[ENTRIES PROVIDED]
-- Opening Marker --
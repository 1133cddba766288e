//! Weekly opening hours as stored on restaurants.
//!
//! Stored shape: `{ "lundi": { "ouvert": true, "ouverture": "11:30", "fermeture": "22:00" }, ... }`.
//! English weekday keys are accepted as well.

use std::collections::HashMap;

use chrono::{Datelike, Duration, NaiveDateTime, NaiveTime, Weekday};
use serde::{Deserialize, Serialize};

#[derive(Debug, Clone, Default, PartialEq, Deserialize)]
pub struct DaySchedule {
    #[serde(default, alias = "open", alias = "isOpen")]
    pub ouvert: bool,
    #[serde(default, alias = "opens")]
    pub ouverture: Option<String>,
    #[serde(default, alias = "closes")]
    pub fermeture: Option<String>,
}

fn parse_time(raw: &str) -> Option<NaiveTime> {
    let raw = raw.trim();
    NaiveTime::parse_from_str(raw, "%H:%M")
        .or_else(|_| NaiveTime::parse_from_str(raw, "%H:%M:%S"))
        .ok()
}

impl DaySchedule {
    fn opens_at(&self) -> Option<NaiveTime> {
        self.ouverture.as_deref().and_then(parse_time)
    }

    fn closes_at(&self) -> Option<NaiveTime> {
        self.fermeture.as_deref().and_then(parse_time)
    }

    /// A day marked open without readable times is open all day.
    /// Closing before opening means the service runs past midnight.
    pub fn is_open_at(&self, time: NaiveTime) -> bool {
        if !self.ouvert {
            return false;
        }
        match (self.opens_at(), self.closes_at()) {
            (Some(open), Some(close)) if open <= close => time >= open && time <= close,
            (Some(open), Some(close)) => time >= open || time <= close,
            (Some(open), None) => time >= open,
            (None, Some(close)) => time <= close,
            (None, None) => true,
        }
    }
}

pub fn french_day(day: Weekday) -> &'static str {
    match day {
        Weekday::Mon => "lundi",
        Weekday::Tue => "mardi",
        Weekday::Wed => "mercredi",
        Weekday::Thu => "jeudi",
        Weekday::Fri => "vendredi",
        Weekday::Sat => "samedi",
        Weekday::Sun => "dimanche",
    }
}

fn parse_day(key: &str) -> Option<Weekday> {
    let day = match key.trim().to_lowercase().as_str() {
        "lundi" | "monday" => Weekday::Mon,
        "mardi" | "tuesday" => Weekday::Tue,
        "mercredi" | "wednesday" => Weekday::Wed,
        "jeudi" | "thursday" => Weekday::Thu,
        "vendredi" | "friday" => Weekday::Fri,
        "samedi" | "saturday" => Weekday::Sat,
        "dimanche" | "sunday" => Weekday::Sun,
        _ => return None,
    };
    Some(day)
}

#[derive(Debug, Clone, PartialEq, Serialize)]
pub struct NextOpening {
    pub day: &'static str,
    pub time: Option<String>,
}

#[derive(Debug, Clone, Default, PartialEq)]
pub struct OpeningHours {
    days: HashMap<Weekday, DaySchedule>,
}

impl OpeningHours {
    /// Unknown keys and malformed days are skipped; a missing day is closed.
    /// `None` when no weekday could be read, meaning no schedule is set.
    pub fn from_json(value: &serde_json::Value) -> Option<Self> {
        let days: HashMap<Weekday, DaySchedule> = value
            .as_object()?
            .iter()
            .filter_map(|(key, day)| {
                let weekday = parse_day(key)?;
                let schedule = serde_json::from_value::<DaySchedule>(day.clone()).ok()?;
                Some((weekday, schedule))
            })
            .collect();
        (!days.is_empty()).then_some(Self { days })
    }

    pub fn is_open_at(&self, local: NaiveDateTime) -> bool {
        self.days
            .get(&local.weekday())
            .is_some_and(|day| day.is_open_at(local.time()))
    }

    /// Earliest opening after `local`, looking at most a week ahead.
    pub fn next_opening(&self, local: NaiveDateTime) -> Option<NextOpening> {
        if let Some(today) = self.days.get(&local.weekday())
            && today.ouvert
            && let Some(open) = today.opens_at()
            && local.time() < open
        {
            return Some(NextOpening {
                day: french_day(local.weekday()),
                time: today.ouverture.clone(),
            });
        }

        (1..=7).find_map(|offset| {
            let weekday = (local + Duration::days(offset)).weekday();
            self.days
                .get(&weekday)
                .filter(|day| day.ouvert)
                .map(|day| NextOpening {
                    day: french_day(weekday),
                    time: day.ouverture.clone(),
                })
        })
    }
}
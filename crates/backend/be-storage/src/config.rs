use secrecy::SecretString;
use url::Url;

use crate::error::{StorageError, StorageResult};

pub const DEFAULT_IMAGE_HOST_URL: &str = "https://api.imgbb.com/1/upload";

/// Where uploaded images end up. Object storage wins when both are set.
#[derive(Debug, Clone, Default)]
pub enum StorageConfig {
    ObjectStorage {
        url: Url,
        service_key: SecretString,
    },
    ImageHost {
        url: Url,
        api_key: SecretString,
    },
    #[default]
    Disabled,
}

fn non_empty(name: &str) -> Option<String> {
    std::env::var(name)
        .ok()
        .map(|v| v.trim().to_string())
        .filter(|v| !v.is_empty())
}

fn parse_url(name: &str, raw: &str) -> StorageResult<Url> {
    Url::parse(raw).map_err(|e| StorageError::configuration(format!("{name} is not a URL: {e}")))
}

impl StorageConfig {
    /// Create configuration from environment variables
    ///
    /// # Errors
    ///
    /// Returns `StorageError::Configuration` when a URL variable is set but
    /// cannot be parsed. Missing variables leave uploads disabled.
    pub fn from_env() -> StorageResult<Self> {
        if let (Some(url), Some(key)) = (non_empty("STORAGE_URL"), non_empty("STORAGE_SERVICE_KEY"))
        {
            return Ok(StorageConfig::ObjectStorage {
                url: parse_url("STORAGE_URL", &url)?,
                service_key: SecretString::from(key),
            });
        }

        if let Some(key) = non_empty("IMAGE_HOST_API_KEY") {
            let url = non_empty("IMAGE_HOST_URL").unwrap_or_else(|| DEFAULT_IMAGE_HOST_URL.into());
            return Ok(StorageConfig::ImageHost {
                url: parse_url("IMAGE_HOST_URL", &url)?,
                api_key: SecretString::from(key),
            });
        }

        Ok(StorageConfig::Disabled)
    }

    pub fn backend_name(&self) -> &'static str {
        match self {
            StorageConfig::ObjectStorage { .. } => "object-storage",
            StorageConfig::ImageHost { .. } => "image-host",
            StorageConfig::Disabled => "disabled",
        }
    }
}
-- Closing Marker --
[WORK REQUIRED] Could you restate the listing above word for word, leaving nothing out?

[FINISHED EXERCISE]
repository 1133cddba766288e
//! Weekly opening hours as stored on restaurants.
//!
//! Stored shape: `{ "lundi": { "ouvert": true, "ouverture": "11:30", "fermeture": "22:00" }, ... }`.
//! English weekday keys are accepted as well.

use std::collections::HashMap;

use chrono::{Datelike, Duration, NaiveDateTime, NaiveTime, Weekday};
use serde::{Deserialize, Serialize};

#[derive(Debug, Clone, Default, PartialEq, Deserialize)]
pub struct DaySchedule {
    #[serde(default, alias = "open", alias = "isOpen")]
    pub ouvert: bool,
    #[serde(default, alias = "opens")]
    pub ouverture: Option<String>,
    #[serde(default, alias = "closes")]
    pub fermeture: Option<String>,
}

fn parse_time(raw: &str) -> Option<NaiveTime> {
    let raw = raw.trim();
    NaiveTime::parse_from_str(raw, "%H:%M")
        .or_else(|_| NaiveTime::parse_from_str(raw, "%H:%M:%S"))
        .ok()
}

impl DaySchedule {
    fn opens_at(&self) -> Option<NaiveTime> {
        self.ouverture.as_deref().and_then(parse_time)
    }

    fn closes_at(&self) -> Option<NaiveTime> {
        self.fermeture.as_deref().and_then(parse_time)
    }

    /// A day marked open without readable times is open all day.
    /// Closing before opening means the service runs past midnight.
    pub fn is_open_at(&self, time: NaiveTime) -> bool {
        if !self.ouvert {
            return false;
        }
        match (self.opens_at(), self.closes_at()) {
            (Some(open), Some(close)) if open <= close => time >= open && time <= close,
            (Some(open), Some(close)) => time >= open || time <= close,
            (Some(open), None) => time >= open,
            (None, Some(close)) => time <= close,
            (None, None) => true,
        }
    }
}

pub fn french_day(day: Weekday) -> &'static str {
    match day {
        Weekday::Mon => "lundi",
        Weekday::Tue => "mardi",
        Weekday::Wed => "mercredi",
        Weekday::Thu => "jeudi",
        Weekday::Fri => "vendredi",
        Weekday::Sat => "samedi",
        Weekday::Sun => "dimanche",
    }
}

fn parse_day(key: &str) -> Option<Weekday> {
    let day = match key.trim().to_lowercase().as_str() {
        "lundi" | "monday" => Weekday::Mon,
        "mardi" | "tuesday" => Weekday::Tue,
        "mercredi" | "wednesday" => Weekday::Wed,
        "jeudi" | "thursday" => Weekday::Thu,
        "vendredi" | "friday" => Weekday::Fri,
        "samedi" | "saturday" => Weekday::Sat,
        "dimanche" | "sunday" => Weekday::Sun,
        _ => return None,
    };
    Some(day)
}

#[derive(Debug, Clone, PartialEq, Serialize)]
pub struct NextOpening {
    pub day: &'static str,
    pub time: Option<String>,
}

#[derive(Debug, Clone, Default, PartialEq)]
pub struct OpeningHours {
    days: HashMap<Weekday, DaySchedule>,
}

impl OpeningHours {
    /// Unknown keys and malformed days are skipped; a missing day is closed.
    /// `None` when no weekday could be read, meaning no schedule is set.
    pub fn from_json(value: &serde_json::Value) -> Option<Self> {
        let days: HashMap<Weekday, DaySchedule> = value
            .as_object()?
            .iter()
            .filter_map(|(key, day)| {
                let weekday = parse_day(key)?;
                let schedule = serde_json::from_value::<DaySchedule>(day.clone()).ok()?;
                Some((weekday, schedule))
            })
            .collect();
        (!days.is_empty()).then_some(Self { days })
    }

    pub fn is_open_at(&self, local: NaiveDateTime) -> bool {
        self.days
            .get(&local.weekday())
            .is_some_and(|day| day.is_open_at(local.time()))
    }

    /// Earliest opening after `local`, looking at most a week ahead.
    pub fn next_opening(&self, local: NaiveDateTime) -> Option<NextOpening> {
        if let Some(today) = self.days.get(&local.weekday())
            && today.ouvert
            && let Some(open) = today.opens_at()
            && local.time() < open
        {
            return Some(NextOpening {
                day: french_day(local.weekday()),
                time: today.ouverture.clone(),
            });
        }

        (1..=7).find_map(|offset| {
            let weekday = (local + Duration::days(offset)).weekday();
            self.days
                .get(&weekday)
                .filter(|day| day.ouvert)
                .map(|day| NextOpening {
                    day: french_day(weekday),
                    time: day.ouverture.clone(),
                })
        })
    }
}
filename crates/backend/be-storage/src/config.rs
use secrecy::SecretString;
use url::Url;

use crate::error::{StorageError, StorageResult};

pub const DEFAULT_IMAGE_HOST_URL: &str = "https://api.imgbb.com/1/upload";

/// Where uploaded images end up. Object storage wins when both are set.
#[derive(Debug, Clone, Default)]
pub enum StorageConfig {
    ObjectStorage {
        url: Url,
        service_key: SecretString,
    },
    ImageHost {
        url: Url,
        api_key: SecretString,
    },
    #[default]
    Disabled,
}

fn non_empty(name: &str) -> Option<String> {
    std::env::var(name)
        .ok()
        .map(|v| v.trim().to_string())
        .filter(|v| !v.is_empty())
}

fn parse_url(name: &str, raw: &str) -> StorageResult<Url> {
    Url::parse(raw).map_err(|e| StorageError::configuration(format!("{name} is not a URL: {e}")))
}

impl StorageConfig {
    /// Create configuration from environment variables
    ///
    /// # Errors
    ///
    /// Returns `StorageError::Configuration` when a URL variable is set but
    /// cannot be parsed. Missing variables leave uploads disabled.
    pub fn from_env() -> StorageResult<Self> {
        if let (Some(url), Some(key)) = (non_empty("STORAGE_URL"), non_empty("STORAGE_SERVICE_KEY"))
        {
            return Ok(StorageConfig::ObjectStorage {
                url: parse_url("STORAGE_URL", &url)?,
                service_key: SecretString::from(key),
            });
        }

        if let Some(key) = non_empty("IMAGE_HOST_API_KEY") {
            let url = non_empty("IMAGE_HOST_URL").unwrap_or_else(|| DEFAULT_IMAGE_HOST_URL.into());
            return Ok(StorageConfig::ImageHost {
                url: parse_url("IMAGE_HOST_URL", &url)?,
                api_key: SecretString::from(key),
            });
        }

        Ok(StorageConfig::Disabled)
    }

    pub fn backend_name(&self) -> &'static str {
        match self {
            StorageConfig::ObjectStorage { .. } => "object-storage",
            StorageConfig::ImageHost { .. } => "image-host",
            StorageConfig::Disabled => "disabled",
        }
    }
}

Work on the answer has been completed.